Since then he’s had his ass kissed in every media outlet from the CBS Evening News (“I hear Philadelphia is a great place to live, John,” says the CBS anchor to the CBS reporter) to the Las Vegas Review-Journal. It has gotten so that the gushing he receives almost daily in the Inquirer and the Daily News seems like criticism compared to what the rest of America thinks.

“He’s even been in our limelight in Oregon,” as Portland’s former Mayor Neil Goldschmidt put it, introducing Rendell to yet another fawning group of New Yorkers. “He has taken a fresh look at how we are doing everything in our ties.”

Naturally it was only a matter of time before the rest of America would want to meet this Ed Rendell. “I get tons of invitations,” he says, “and I turn down a ton. All because of the success of what we’ve done in Philadelphia.”

Oh, right. Philadelphia.

No one can argue that Eddie’s national exposure hasn’t done wonders for the city’s image-when was the last time a hotel doorman in New York said, “You’re from Philadelphia? Wow. I hear it’s a really nice place.”

But as Rendell himself is the first to admit, there’s still some work left to do around here. Yeah, he’s balanced the budget, turned the deficit into a surplus, boosted the bond rating, strong armed the union workers and landed a part in the Philadelphia movie. But ours is still a city that is losing 2 percent of its jobs each year, we just had the biggest population loss of any major city, and while Center City’s shining (almost), the worst neighborhoods have only gotten worse. Unfortunately, solving the whole urban crisis is not a ceremonial job.

Eddie likes to point out all the gigs he’s turned down (“Ten for every one that I accept”). Yeah, he went to the White House to screen Philadelphia with the president and director Jonathan Demme. Yeah, he’s had a roll in the Lincoln Bedroom. But when his new pal Bill invited him down to schmooze with Arafat and Rabin after “the handshake that shook the world,” he turned it down. Some small business was opening in Philadelphia. And yeah, The Donald is another new pal — they have regular conversations about riverboat gambling, says Ed, and Trump does little favors for him, like promising to fly in Muhammad Ali and his family and pay all their expenses so Ali can appear at “Knockout Night” during our Welcome America party in July. But Eddie turned don an invitation to Donald and Marla’s wedding: “It was our office party that night.”

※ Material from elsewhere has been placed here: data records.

//! End-to-end scenarios exercising the IR model and the muxer together.

use flowtrace::clock::{ClockClass, ClockIdentity, ClockOrigin, ClockSnapshot};
use flowtrace::field_class::{FieldClass, Mip};
use flowtrace::iterator::{Advance, Error as IterError, MessageIterator};
use flowtrace::message::Message;
use flowtrace::muxer::{Error as MuxerError, Muxer};
use flowtrace::ranges::{IntegerRange, RangeSet};
use flowtrace::trace_ir::{Stream, Trace, TraceClass};

use std::collections::VecDeque;

fn unix_epoch_stream(frequency: u64) -> (Stream, ClockClass) {
    let clock = ClockClass::new(frequency).unwrap();
    clock.set_origin(ClockOrigin::UnixEpoch).unwrap();
    let trace_class = TraceClass::new(Mip::AtLeastOne);
    let stream_class = trace_class.create_stream_class(0).unwrap();
    stream_class.set_default_clock_class(clock.clone()).unwrap();
    let trace = Trace::new(trace_class);
    let stream = trace.create_stream(stream_class, 0).unwrap();
    (stream, clock)
}

/// A scripted source that replays a fixed `stream-begin, event, stream-end`
/// triple at the given timestamp, then ends.
struct ScriptedSource {
    stream: Stream,
    clock: ClockClass,
    event_class: flowtrace::trace_ir::EventClass,
    ts_cycles: u64,
    step: u8,
}

impl MessageIterator for ScriptedSource {
    fn next(&mut self) -> Result<Advance, IterError> {
        let snapshot = ClockSnapshot::new(self.clock.clone(), self.ts_cycles).unwrap();
        let message = match self.step {
            0 => Message::StreamBeginning { stream: self.stream.clone(), default_clock_snapshot: Some(snapshot) },
            1 => Message::Event {
                event_class: self.event_class.clone(),
                stream: self.stream.clone(),
                packet: None,
                default_clock_snapshot: Some(snapshot),
            },
            2 => Message::StreamEnd { stream: self.stream.clone(), default_clock_snapshot: Some(snapshot) },
            _ => return Ok(Advance::End),
        };
        self.step += 1;
        Ok(Advance::Messages(smallvec::smallvec![message]))
    }
}

#[test]
fn s1_two_sources_same_timestamp_merge_deterministically() {
    let (stream_a, clock_a) = unix_epoch_stream(1_000_000_000);
    let (stream_b, clock_b) = unix_epoch_stream(1_000_000_000);
    let event_class_a = stream_a.stream_class().create_event_class(0).unwrap();
    let event_class_b = stream_b.stream_class().create_event_class(0).unwrap();

    let a = ScriptedSource { stream: stream_a, clock: clock_a, event_class: event_class_a, ts_cycles: 5, step: 0 };
    let b = ScriptedSource { stream: stream_b, clock: clock_b, event_class: event_class_b, ts_cycles: 5, step: 0 };

    let mut muxer = Muxer::new(vec![Box::new(a), Box::new(b)]);
    let mut kinds = Vec::new();
    loop {
        match muxer.next().unwrap() {
            Advance::End => break,
            Advance::Messages(msgs) => kinds.extend(msgs.iter().map(|m| m.kind_name())),
        }
    }

    assert_eq!(kinds.len(), 6);
    // Equal timestamps tie-break by upstream index: every message from
    // upstream 0 (A) precedes its upstream-1 (B) counterpart.
    assert_eq!(kinds, vec!["stream-beginning", "stream-beginning", "event", "event", "stream-end", "stream-end"]);
}

struct SingleMessage {
    message: Option<Message>,
}

impl MessageIterator for SingleMessage {
    fn next(&mut self) -> Result<Advance, IterError> {
        match self.message.take() {
            Some(m) => Ok(Advance::Messages(smallvec::smallvec![m])),
            None => Ok(Advance::End),
        }
    }
}

#[test]
fn s2_mismatched_unknown_origin_uuids_are_rejected() {
    let trace_class = TraceClass::new(Mip::Zero);
    let clock_1 = ClockClass::new(1_000_000_000).unwrap();
    clock_1.set_identity(Some(ClockIdentity::Uuid([1; 16]))).unwrap();
    let clock_2 = ClockClass::new(1_000_000_000).unwrap();
    clock_2.set_identity(Some(ClockIdentity::Uuid([2; 16]))).unwrap();

    let stream_class_a = trace_class.create_stream_class(0).unwrap();
    stream_class_a.set_default_clock_class(clock_1.clone()).unwrap();
    let stream_class_b = trace_class.create_stream_class(1).unwrap();
    stream_class_b.set_default_clock_class(clock_2.clone()).unwrap();
    let trace = Trace::new(trace_class);
    let stream_a = trace.create_stream(stream_class_a, 0).unwrap();
    let stream_b = trace.create_stream(stream_class_b, 1).unwrap();

    let a = SingleMessage {
        message: Some(Message::StreamBeginning {
            stream: stream_a,
            default_clock_snapshot: Some(ClockSnapshot::new(clock_1, 10).unwrap()),
        }),
    };
    let b = SingleMessage {
        message: Some(Message::StreamBeginning {
            stream: stream_b,
            default_clock_snapshot: Some(ClockSnapshot::new(clock_2, 10).unwrap()),
        }),
    };

    let mut muxer = Muxer::new(vec![Box::new(a), Box::new(b)]);
    // The first pull establishes the reference clock; the second upstream's
    // incompatible UUID is only detected once both are loaded into the heap.
    let err = loop {
        match muxer.next() {
            Ok(Advance::Messages(_)) => continue,
            Ok(Advance::End) => panic!("expected a clock-correlation error before End"),
            Err(e) => break e,
        }
    };
    assert_eq!(
        err,
        MuxerError::ClockCorrelation(flowtrace::message::ClockCorrelationError::ExpectingUnknownWithIdGotOtherId)
    );
}

struct InactivityThenEvent {
    clock: ClockClass,
    sent_inactivity: bool,
}

impl MessageIterator for InactivityThenEvent {
    fn next(&mut self) -> Result<Advance, IterError> {
        if !self.sent_inactivity {
            self.sent_inactivity = true;
            let snapshot = ClockSnapshot::new(self.clock.clone(), 100).unwrap();
            return Ok(Advance::Messages(smallvec::smallvec![Message::MessageIteratorInactivity {
                clock_snapshot: snapshot
            }]));
        }
        Ok(Advance::End)
    }
}

struct TimedPeer {
    stream: Stream,
    clock: ClockClass,
    event_class: flowtrace::trace_ir::EventClass,
    done: bool,
}

impl MessageIterator for TimedPeer {
    fn next(&mut self) -> Result<Advance, IterError> {
        if self.done {
            return Ok(Advance::End);
        }
        self.done = true;
        let snapshot = ClockSnapshot::new(self.clock.clone(), 150).unwrap();
        Ok(Advance::Messages(smallvec::smallvec![Message::Event {
            event_class: self.event_class.clone(),
            stream: self.stream.clone(),
            packet: None,
            default_clock_snapshot: Some(snapshot),
        }]))
    }
}

#[test]
fn s3_inactivity_message_is_delivered_before_a_later_timed_peer() {
    let (_stream_a, clock_a) = unix_epoch_stream(1_000_000_000);
    let (stream_b, clock_b) = unix_epoch_stream(1_000_000_000);
    let event_class_b = stream_b.stream_class().create_event_class(0).unwrap();

    let a = InactivityThenEvent { clock: clock_a, sent_inactivity: false };
    let b = TimedPeer { stream: stream_b, clock: clock_b, event_class: event_class_b, done: false };

    let mut muxer = Muxer::new(vec![Box::new(a), Box::new(b)]);
    let mut order = Vec::new();
    loop {
        match muxer.next().unwrap() {
            Advance::End => break,
            Advance::Messages(msgs) => {
                for m in msgs {
                    order.push((m.kind_name(), m.default_clock_snapshot().unwrap().ns_from_origin()));
                }
            }
        }
    }
    assert_eq!(order, vec![("message-iterator-inactivity", 100), ("event", 150)]);
}

#[test]
fn s4_overlapping_variant_options_are_rejected_and_first_option_survives() {
    let selector_link = flowtrace::field_class::Link::unresolved_path(flowtrace::field_class::FieldClassTag::fresh());
    let mut variant = FieldClass::new_variant_with_unsigned_integer_selector(selector_link);

    let x_ranges = RangeSet::from_ranges([IntegerRange::unsigned(1, 3).unwrap()]).unwrap();
    variant
        .append_selector_option(Mip::AtLeastOne, Some("x".into()), FieldClass::new_bool(), x_ranges)
        .unwrap();

    let y_ranges = RangeSet::from_ranges([IntegerRange::unsigned(3, 5).unwrap()]).unwrap();
    let result = variant.append_selector_option(Mip::AtLeastOne, Some("y".into()), FieldClass::new_bool(), y_ranges);

    assert!(matches!(result, Err(flowtrace::field_class::Error::OverlappingRanges { .. })));
}

#[test]
fn s5_cycle_to_ns_conversion_matches_the_worked_example() {
    let clock = ClockClass::new(1000).unwrap();
    clock.set_offset(-10, 500).unwrap();
    let ns = clock.cycles_to_ns_from_origin(2000).unwrap();
    assert_eq!(ns, -7_500_000_000);
}

struct ForwardSeekableOnly {
    clock: ClockClass,
    stream: Stream,
    event_class: flowtrace::trace_ir::EventClass,
    cycles: VecDeque<u64>,
    all_cycles: Vec<u64>,
}

impl MessageIterator for ForwardSeekableOnly {
    fn next(&mut self) -> Result<Advance, IterError> {
        let Some(cycles) = self.cycles.pop_front() else {
            return Ok(Advance::End);
        };
        let snapshot = ClockSnapshot::new(self.clock.clone(), cycles).unwrap();
        Ok(Advance::Messages(smallvec::smallvec![Message::Event {
            event_class: self.event_class.clone(),
            stream: self.stream.clone(),
            packet: None,
            default_clock_snapshot: Some(snapshot),
        }]))
    }

    fn can_seek_beginning(&self) -> bool {
        true
    }

    fn seek_beginning(&mut self) -> Result<(), IterError> {
        self.cycles = self.all_cycles.clone().into();
        Ok(())
    }
}

#[test]
fn s6_auto_seek_stops_at_first_message_reaching_the_target() {
    let (stream, clock) = unix_epoch_stream(1_000_000_000);
    let event_class = stream.stream_class().create_event_class(0).unwrap();
    let all_cycles = vec![50, 100, 200, 300];

    let mut source = ForwardSeekableOnly { clock, stream, event_class, cycles: all_cycles.clone().into(), all_cycles };

    flowtrace::iterator::auto_seek_ns_from_origin(&mut source, 200).unwrap();
    // The first surviving message is the one at or past ns=200; everything
    // strictly before the seek target has been discarded.
    let next = source.next().unwrap();
    match next {
        Advance::Messages(msgs) => {
            let ts = msgs[0].default_clock_snapshot().unwrap().ns_from_origin();
            assert_eq!(ts, 300);
        }
        Advance::End => panic!("expected a message"),
    }
}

“The glamour part of it really doesn’t do it for me,” Eddie insists. “Really I get a bigger kick out of that middle-aged man coming up and asking for an autograph for his mother,” referring to one of the many fans who assaulted him at the train station, “than reading in the Picayune Times that I’m America’s Mayor.

“And, well, one of the reasons is I do try to work. So I really limit my traveling. I mean, if I really wanted to whack off, I could be out of town five days a week.

Of course, he also has two valuable weapons. The first is David Cohen. Here in Philadelphia, it’s become a joke that the man behind the curtain, the guy who never leaves town and rarely even leaves City Hall, is Eddie’s chief of staff, the 38-year-old former Ballard Spahr partner who left a big-bucks law career to be Rendell’s Boy Friday (through Thursday). Now, even the other mayors are starting to catch on. Eddie reveals that Richard Riordan, who has some personal wealth, “told David, ‘If you come to L.A., I’ll pay you $350,000 out of my own pocket.’“ Cohen, who makes $90,500 in Philadelphia, turned it down.

Rendell laughs when he tells the story. “If he’d have asked me, I’d have gone.”

His other weapon is his seeming ability to be everywhere. It’s hard to imagine that he spends so much time in hotel rooms when his mug appears all over town — more often than not making all four news channels a night for his city-wide appearances. In fact, he’s been such a ubiquitous presence around the city he claims to have rescued that, as one Philadelphian put it at a cocktail party moments after seeing Ed at another cocktail party, “How many Ed Rendells are there?”

There’s Ed at Wanamaker’s for a fashion show. There’s Ed taking drink orders in a waiter’s uniform at the Palm for some charity event. There’s Ed under the flash-bulbs at the reopening of New Market, as Society Hill residents line the sidewalks to get a glimpse. There’s Ed feeding strawberries into the pouty mouths of Katmandu waitresses at a photo shoot for this magazine. There’s Ed conducting the Philadelphia Orchestra before game four of the World Series He jumps in pools, he cleans toilets, he cooks hot dogs outside City Hall, he stands on Gay News publisher Mark Segal’s roof at midnight during a Christmas party and sings “Happy Birthday” to his secretary.

On an average day in Philadelphia, says Eddie — who claims to survive on four hours of sleep a night, “five tops” — he does one or two public appearances before 9:30 in the morning, and three to four a night, “except for the last two weeks of December and the dog days of summer. And I don’t do half of the invitations I get here.”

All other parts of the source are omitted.